Stored items:

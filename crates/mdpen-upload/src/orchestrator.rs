//! Concurrent uploads into a shared editor.
//!
//! Each file in a batch becomes its own spawned task. Tasks report
//! progress into the batch, and on success insert a markdown link at
//! whatever the editor's caret is at that moment. Failures stay inside
//! their task: they are recorded on the batch, sent to the sink, and
//! returned from `BatchHandle::join`.

use std::sync::{Arc, Mutex, PoisonError};

use mdpen_editor_core::TextHost;
use n0_future::task::JoinHandle;
use smol_str::SmolStr;

use crate::batch::{BatchId, UploadBatch};
use crate::config::UploadConfig;
use crate::drop_zone::UploadSource;
use crate::error::UploadError;
use crate::file::{UploadFile, markdown_link};
use crate::progress::{ProgressReporter, ProgressSink};
use crate::response::parse_response;
use crate::transport::{UploadRequest, UploadTransport};

/// Result of one task.
#[derive(Debug)]
pub struct TaskOutcome {
    pub index: usize,
    pub file_name: SmolStr,
    /// The stored file's URL
    pub result: Result<String, UploadError>,
}

impl TaskOutcome {
    pub fn is_success(&self) -> bool {
        self.result.is_ok()
    }
}

/// Handle to a running batch.
///
/// Dropping it detaches the tasks; they still finish and insert their links.
pub struct BatchHandle {
    batch: Arc<UploadBatch>,
    handles: Vec<JoinHandle<Result<String, UploadError>>>,
}

impl BatchHandle {
    pub fn id(&self) -> BatchId {
        self.batch.id()
    }

    pub fn batch(&self) -> &Arc<UploadBatch> {
        &self.batch
    }

    /// Wait for every task. Outcomes are in file order, not completion order.
    pub async fn join(self) -> Vec<TaskOutcome> {
        let tasks = self.batch.tasks();
        let results = n0_future::join_all(self.handles).await;
        tasks
            .into_iter()
            .zip(results)
            .map(|(task, joined)| TaskOutcome {
                index: task.index,
                file_name: task.file_name,
                result: joined.unwrap_or_else(|e| Err(UploadError::from(e))),
            })
            .collect()
    }
}

impl std::fmt::Debug for BatchHandle {
    fn fmt(&self, f: &mut std::fmt::Formatter<'_>) -> std::fmt::Result {
        f.debug_struct("BatchHandle")
            .field("batch", &self.batch)
            .field("tasks", &self.handles.len())
            .finish()
    }
}

/// Runs upload batches against one editor.
pub struct UploadOrchestrator<T, H> {
    transport: Arc<T>,
    host: Arc<Mutex<H>>,
    config: Arc<UploadConfig>,
}

impl<T, H> Clone for UploadOrchestrator<T, H> {
    fn clone(&self) -> Self {
        Self {
            transport: self.transport.clone(),
            host: self.host.clone(),
            config: self.config.clone(),
        }
    }
}

impl<T, H> UploadOrchestrator<T, H>
where
    T: UploadTransport,
    H: TextHost + Send + 'static,
{
    pub fn new(transport: T, host: Arc<Mutex<H>>, config: UploadConfig) -> Self {
        Self {
            transport: Arc::new(transport),
            host,
            config: Arc::new(config),
        }
    }

    pub fn transport(&self) -> &T {
        &self.transport
    }

    pub fn host(&self) -> &Arc<Mutex<H>> {
        &self.host
    }

    pub fn config(&self) -> &UploadConfig {
        &self.config
    }

    /// Start uploading `files`, one concurrent task each.
    ///
    /// Must be called from within the runtime that will drive the tasks.
    pub fn start_batch<S>(
        &self,
        files: Vec<UploadFile>,
        sink: S,
        source: UploadSource,
    ) -> BatchHandle
    where
        S: ProgressSink + 'static,
    {
        let batch = Arc::new(UploadBatch::new(&files, Arc::new(sink)));
        tracing::info!(
            batch = %batch.id(),
            ?source,
            files = files.len(),
            total_bytes = batch.total_bytes_expected(),
            "starting upload batch"
        );

        let handles = files
            .into_iter()
            .enumerate()
            .map(|(index, file)| {
                let job = UploadJob {
                    transport: self.transport.clone(),
                    host: self.host.clone(),
                    config: self.config.clone(),
                    batch: batch.clone(),
                    index,
                };
                n0_future::task::spawn(job.run(file))
            })
            .collect();

        BatchHandle { batch, handles }
    }
}

struct UploadJob<T, H> {
    transport: Arc<T>,
    host: Arc<Mutex<H>>,
    config: Arc<UploadConfig>,
    batch: Arc<UploadBatch>,
    index: usize,
}

impl<T, H> UploadJob<T, H>
where
    T: UploadTransport,
    H: TextHost + Send + 'static,
{
    async fn run(self, file: UploadFile) -> Result<String, UploadError> {
        let file_name = file.name.clone();
        let image = file.is_image(&self.config.image_extensions);

        self.batch.mark_in_flight(self.index);
        match self.upload(file).await {
            Ok(url) => {
                let link = markdown_link(&file_name, &url, image);
                self.insert(&link);
                self.batch.mark_succeeded(self.index, &url);
                tracing::info!(
                    batch = %self.batch.id(),
                    index = self.index,
                    file = %file_name,
                    %url,
                    image,
                    "upload inserted"
                );
                Ok(url)
            }
            Err(err) => {
                tracing::warn!(
                    batch = %self.batch.id(),
                    index = self.index,
                    file = %file_name,
                    error = %err,
                    "upload failed"
                );
                self.batch.mark_failed(self.index, &err);
                Err(err)
            }
        }
    }

    async fn upload(&self, file: UploadFile) -> Result<String, UploadError> {
        let request = UploadRequest {
            endpoint: self.config.endpoint.clone(),
            token: self.config.token.clone(),
            file,
        };
        let progress = ProgressReporter::new(self.batch.clone(), self.index);
        let body = self.transport.send(request, progress).await?;
        Ok(parse_response(&body)?.url)
    }

    /// Insert at the caret as it is now, not as it was when the batch began.
    fn insert(&self, link: &str) {
        let mut host = self.host.lock().unwrap_or_else(PoisonError::into_inner);
        host.insert_at_caret(link);
    }
}
//! CSV to markdown table conversion.

use crate::text_helpers::split_lines;

/// Table inserted when nothing is selected.
pub const EMPTY_TABLE: &str = "|---|---|---|\n| a | b | c |\n";

/// Convert comma-separated rows into a pipe table.
///
/// Every input row becomes a body row; cells are emitted verbatim. The
/// separator row on top gets one `---` column per cell of the widest row, so
/// ragged input still produces a separator that covers every column. Rows
/// with fewer cells are left short.
pub fn csv_to_table(csv: &str) -> String {
    let mut body = String::new();
    let mut columns = 0;

    for line in split_lines(csv) {
        let cells: Vec<&str> = line.split(',').collect();
        columns = columns.max(cells.len());

        body.push('|');
        for cell in &cells {
            body.push(' ');
            body.push_str(cell);
            body.push_str(" |");
        }
        body.push('\n');
    }

    let mut table = String::from("|");
    table.push_str(&"---|".repeat(columns));
    table.push('\n');
    table.push_str(&body);
    table
}

#[cfg(test)]
mod tests {
    use super::*;

    #[test]
    fn test_rectangular_csv() {
        assert_eq!(
            csv_to_table("a,b,c\n1,2,3"),
            "|---|---|---|\n| a | b | c |\n| 1 | 2 | 3 |\n"
        );
    }

    #[test]
    fn test_single_cell() {
        assert_eq!(csv_to_table("solo"), "|---|\n| solo |\n");
    }

    #[test]
    fn test_ragged_rows_use_widest() {
        // Counting only the last row would give two columns here.
        assert_eq!(
            csv_to_table("a,b,c\n1,2"),
            "|---|---|---|\n| a | b | c |\n| 1 | 2 |\n"
        );
        assert_eq!(
            csv_to_table("a\n1,2,3,4"),
            "|---|---|---|---|\n| a |\n| 1 | 2 | 3 | 4 |\n"
        );
    }

    #[test]
    fn test_cells_are_not_trimmed() {
        assert_eq!(csv_to_table("a, b"), "|---|---|\n| a |  b |\n");
    }
}
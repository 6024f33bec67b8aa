//! Action execution for text buffers.
//!
//! `execute_format` is the single dispatch point toolbar commands go through.
//! Every command, macros included, runs through `apply`; macros use its
//! append hook to put their definition at the end of the document.

use crate::format::{FormatAction, MacroOptions};
use crate::text::TextBuffer;
use crate::transform::apply;
use crate::types::SelectionRange;

/// Run a formatting command against `selection`, returning the new selection.
pub fn execute_format<B>(
    buffer: &mut B,
    selection: SelectionRange,
    action: &FormatAction,
) -> SelectionRange
where
    B: TextBuffer + ?Sized,
{
    tracing::trace!(command = action.name(), "executing format command");
    apply(buffer, selection, action)
}

/// Insert a flexmark macro.
///
/// At a caret this inserts a demo reference/definition pair in one piece.
/// With a selection, the selected text names the macro: the selection is
/// replaced by an inline reference and the definition block is appended to
/// the end of the document. The returned selection covers the definition
/// only.
pub fn apply_macro<B>(
    buffer: &mut B,
    selection: SelectionRange,
    opts: &MacroOptions,
) -> SelectionRange
where
    B: TextBuffer + ?Sized,
{
    apply(buffer, selection, opts)
}
//! Per-file upload state.

use smol_str::SmolStr;

use crate::file::UploadFile;

/// Lifecycle of one file upload.
///
/// Tasks move `Pending -> InFlight -> Succeeded | Failed` and never go back.
#[derive(Clone, Copy, Debug, PartialEq, Eq, Hash)]
pub enum UploadState {
    Pending,
    InFlight,
    Succeeded,
    Failed,
}

impl UploadState {
    pub fn is_finished(self) -> bool {
        matches!(self, Self::Succeeded | Self::Failed)
    }
}

/// Snapshot of one task within a batch.
#[derive(Clone, Debug, PartialEq, Eq)]
pub struct UploadTask {
    /// Position in the order the files were chosen
    pub index: usize,
    pub file_name: SmolStr,
    pub size: u64,
    pub bytes_loaded: u64,
    pub state: UploadState,
}

impl UploadTask {
    pub(crate) fn new(index: usize, file: &UploadFile) -> Self {
        Self {
            index,
            file_name: file.name.clone(),
            size: file.size,
            bytes_loaded: 0,
            state: UploadState::Pending,
        }
    }

    /// Move to `next` unless that would go backwards.
    pub(crate) fn advance(&mut self, next: UploadState) -> bool {
        let allowed = match (self.state, next) {
            (UploadState::Pending, UploadState::InFlight) => true,
            (UploadState::Pending | UploadState::InFlight, UploadState::Succeeded) => true,
            (UploadState::Pending | UploadState::InFlight, UploadState::Failed) => true,
            _ => false,
        };
        if allowed {
            self.state = next;
        }
        allowed
    }

    /// Record an absolute byte count. Counts only move forward.
    pub(crate) fn record_loaded(&mut self, loaded: u64) {
        self.bytes_loaded = self.bytes_loaded.max(loaded);
    }
}

#[cfg(test)]
mod tests {
    use super::*;

    fn task() -> UploadTask {
        UploadTask::new(0, &UploadFile::new("a.txt", "hello"))
    }

    #[test]
    fn test_transitions_only_move_forward() {
        let mut t = task();
        assert!(t.advance(UploadState::InFlight));
        assert!(t.advance(UploadState::Succeeded));
        assert!(!t.advance(UploadState::InFlight));
        assert!(!t.advance(UploadState::Failed));
        assert_eq!(t.state, UploadState::Succeeded);
        assert!(t.state.is_finished());
    }

    #[test]
    fn test_loaded_never_decreases() {
        let mut t = task();
        t.record_loaded(4);
        t.record_loaded(2);
        assert_eq!(t.bytes_loaded, 4);
    }
}
//! Errors raised while uploading.

use miette::Diagnostic;
use thiserror::Error;

/// Errors from a single upload task.
///
/// These never escape the orchestrator: each one ends up in that task's
/// `TaskOutcome` and in the sink's failure channel.
#[derive(Debug, Error, Diagnostic)]
pub enum UploadError {
    #[error("request to {endpoint} failed: {message}")]
    #[diagnostic(code(upload::transport), help("check that the upload endpoint is reachable"))]
    Transport { endpoint: String, message: String },

    #[error("upload endpoint returned status {status}")]
    #[diagnostic(code(upload::status))]
    Status { status: u16, body: String },

    #[error("malformed upload response: {message}")]
    #[diagnostic(
        code(upload::protocol),
        help("the endpoint must answer with a JSON object carrying a string `url`")
    )]
    Protocol { message: String },

    #[error("failed to stream file body")]
    #[diagnostic(code(upload::io))]
    Io(#[from] std::io::Error),

    #[error("upload task did not run to completion")]
    #[diagnostic(code(upload::task))]
    Task(#[from] n0_future::task::JoinError),

    #[error(transparent)]
    #[diagnostic(transparent)]
    Config(#[from] ConfigError),
}

impl UploadError {
    pub fn protocol(message: impl Into<String>) -> Self {
        Self::Protocol {
            message: message.into(),
        }
    }

    pub fn transport(endpoint: impl Into<String>, message: impl ToString) -> Self {
        Self::Transport {
            endpoint: endpoint.into(),
            message: message.to_string(),
        }
    }
}

/// Configuration errors
#[derive(Debug, Error, Diagnostic)]
pub enum ConfigError {
    #[error("missing environment variable: {var}")]
    #[diagnostic(code(config::missing_env))]
    MissingEnv { var: &'static str },

    #[error("invalid value for {var}: {message}")]
    #[diagnostic(code(config::invalid_env))]
    InvalidEnv { var: &'static str, message: String },
}

#[cfg(test)]
mod tests {
    use super::*;

    #[test]
    fn test_config_error_is_transparent() {
        let err = UploadError::from(ConfigError::MissingEnv {
            var: "MDPEN_UPLOAD_URL",
        });
        assert_eq!(
            err.to_string(),
            "missing environment variable: MDPEN_UPLOAD_URL"
        );
        assert_eq!(
            err.code().map(|c| c.to_string()).as_deref(),
            Some("config::missing_env")
        );
    }

    #[test]
    fn test_protocol_error_code() {
        let err = UploadError::protocol("missing `url`");
        assert_eq!(err.to_string(), "malformed upload response: missing `url`");
        assert_eq!(
            err.code().map(|c| c.to_string()).as_deref(),
            Some("upload::protocol")
        );
    }
}
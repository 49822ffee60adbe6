//! JSON response helpers and the standard envelopes.
//!
//! # Envelopes
//!
//! Success:
//!
//! ```json
//! {"data": {...}, "meta": {...}, "request_id": "..."}
//! ```
//!
//! Error:
//!
//! ```json
//! {"error": {"code": "not_found", "message": "order 7 not found"}, "request_id": "..."}
//! ```
//!
//! `meta` and `request_id` are omitted when absent. Handlers obtain the
//! request ID through the [`RequestId`] extractor:
//!
//! ```rust,ignore
//! async fn get_order(rid: RequestId, Path(id): Path<u64>) -> Response {
//!     match find(id).await {
//!         Some(order) => write_data(&rid, StatusCode::OK, &order),
//!         None => not_found(&rid, &format!("order {id} not found")),
//!     }
//! }
//! ```

use axum::body::Body;
use axum::http::{HeaderValue, StatusCode, header};
use axum::response::Response;
use serde::Serialize;

use super::request_id::RequestId;

/// Body written when the real body cannot be serialized.
const ENCODE_FAILURE_BODY: &str =
    r#"{"error":{"code":"internal_error","message":"failed to encode response"}}"#;

/// Standard success envelope.
#[derive(Debug, Serialize)]
pub struct SuccessEnvelope<'a, T: Serialize, M: Serialize = ()> {
    pub data: &'a T,
    #[serde(skip_serializing_if = "Option::is_none")]
    pub meta: Option<&'a M>,
    #[serde(skip_serializing_if = "Option::is_none")]
    pub request_id: Option<&'a str>,
}

/// Standard error envelope.
#[derive(Debug, Serialize)]
pub struct ErrorEnvelope<'a> {
    pub error: ErrorDetail<'a>,
    #[serde(skip_serializing_if = "Option::is_none")]
    pub request_id: Option<&'a str>,
}

/// Machine-readable code plus human-readable message.
#[derive(Debug, Serialize)]
pub struct ErrorDetail<'a> {
    pub code: &'a str,
    pub message: &'a str,
}

fn request_id_field(request_id: &RequestId) -> Option<&str> {
    (!request_id.is_empty()).then(|| request_id.as_str())
}

fn json_response(status: StatusCode, body: Vec<u8>) -> Response {
    let mut response = Response::new(Body::from(body));
    *response.status_mut() = status;
    response.headers_mut().insert(
        header::CONTENT_TYPE,
        HeaderValue::from_static("application/json"),
    );
    response
}

/// Serialize `body` as JSON with `status`.
///
/// Serialization happens before anything is committed: if it fails, the
/// response is a 500 with a fixed minimal error body instead.
pub fn write_json<T: Serialize + ?Sized>(status: StatusCode, body: &T) -> Response {
    match serde_json::to_vec(body) {
        Ok(bytes) => json_response(status, bytes),
        Err(e) => {
            tracing::error!(error = %e, "Failed to encode response body");
            json_response(
                StatusCode::INTERNAL_SERVER_ERROR,
                ENCODE_FAILURE_BODY.as_bytes().to_vec(),
            )
        }
    }
}

/// Success envelope `{data, request_id}`.
pub fn write_data<T: Serialize>(request_id: &RequestId, status: StatusCode, data: &T) -> Response {
    write_json(
        status,
        &SuccessEnvelope::<T, ()> {
            data,
            meta: None,
            request_id: request_id_field(request_id),
        },
    )
}

/// Success envelope `{data, meta, request_id}`, e.g. for pagination.
pub fn write_data_with_meta<T: Serialize, M: Serialize>(
    request_id: &RequestId,
    status: StatusCode,
    data: &T,
    meta: &M,
) -> Response {
    write_json(
        status,
        &SuccessEnvelope {
            data,
            meta: Some(meta),
            request_id: request_id_field(request_id),
        },
    )
}

/// Error envelope `{error: {code, message}, request_id}`.
pub fn write_error(
    request_id: &RequestId,
    status: StatusCode,
    code: &str,
    message: &str,
) -> Response {
    write_json(
        status,
        &ErrorEnvelope {
            error: ErrorDetail { code, message },
            request_id: request_id_field(request_id),
        },
    )
}

/// 400 `bad_request`.
pub fn bad_request(request_id: &RequestId, message: &str) -> Response {
    write_error(request_id, StatusCode::BAD_REQUEST, "bad_request", message)
}

/// 401 `unauthorized`.
pub fn unauthorized(request_id: &RequestId, message: &str) -> Response {
    write_error(request_id, StatusCode::UNAUTHORIZED, "unauthorized", message)
}

/// 403 `forbidden`.
pub fn forbidden(request_id: &RequestId, message: &str) -> Response {
    write_error(request_id, StatusCode::FORBIDDEN, "forbidden", message)
}

/// 404 `not_found`.
pub fn not_found(request_id: &RequestId, message: &str) -> Response {
    write_error(request_id, StatusCode::NOT_FOUND, "not_found", message)
}

/// 409 `conflict`.
pub fn conflict(request_id: &RequestId, message: &str) -> Response {
    write_error(request_id, StatusCode::CONFLICT, "conflict", message)
}

/// 422 `unprocessable_entity`.
pub fn unprocessable(request_id: &RequestId, message: &str) -> Response {
    write_error(
        request_id,
        StatusCode::UNPROCESSABLE_ENTITY,
        "unprocessable_entity",
        message,
    )
}

/// 500 `internal_error`.
pub fn internal_error(request_id: &RequestId, message: &str) -> Response {
    write_error(
        request_id,
        StatusCode::INTERNAL_SERVER_ERROR,
        "internal_error",
        message,
    )
}

/// 503 `service_unavailable`.
pub fn service_unavailable(request_id: &RequestId, message: &str) -> Response {
    write_error(
        request_id,
        StatusCode::SERVICE_UNAVAILABLE,
        "service_unavailable",
        message,
    )
}

/// Empty 204 response.
pub fn no_content() -> Response {
    let mut response = Response::new(Body::empty());
    *response.status_mut() = StatusCode::NO_CONTENT;
    response
}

◆ **Work order**: Lines holding "forbidden": copy each one from the records above.

◆ **Worked solution**:
/// 403 `forbidden`.
pub fn forbidden(request_id: &RequestId, message: &str) -> Response {
    write_error(request_id, StatusCode::FORBIDDEN, "forbidden", message)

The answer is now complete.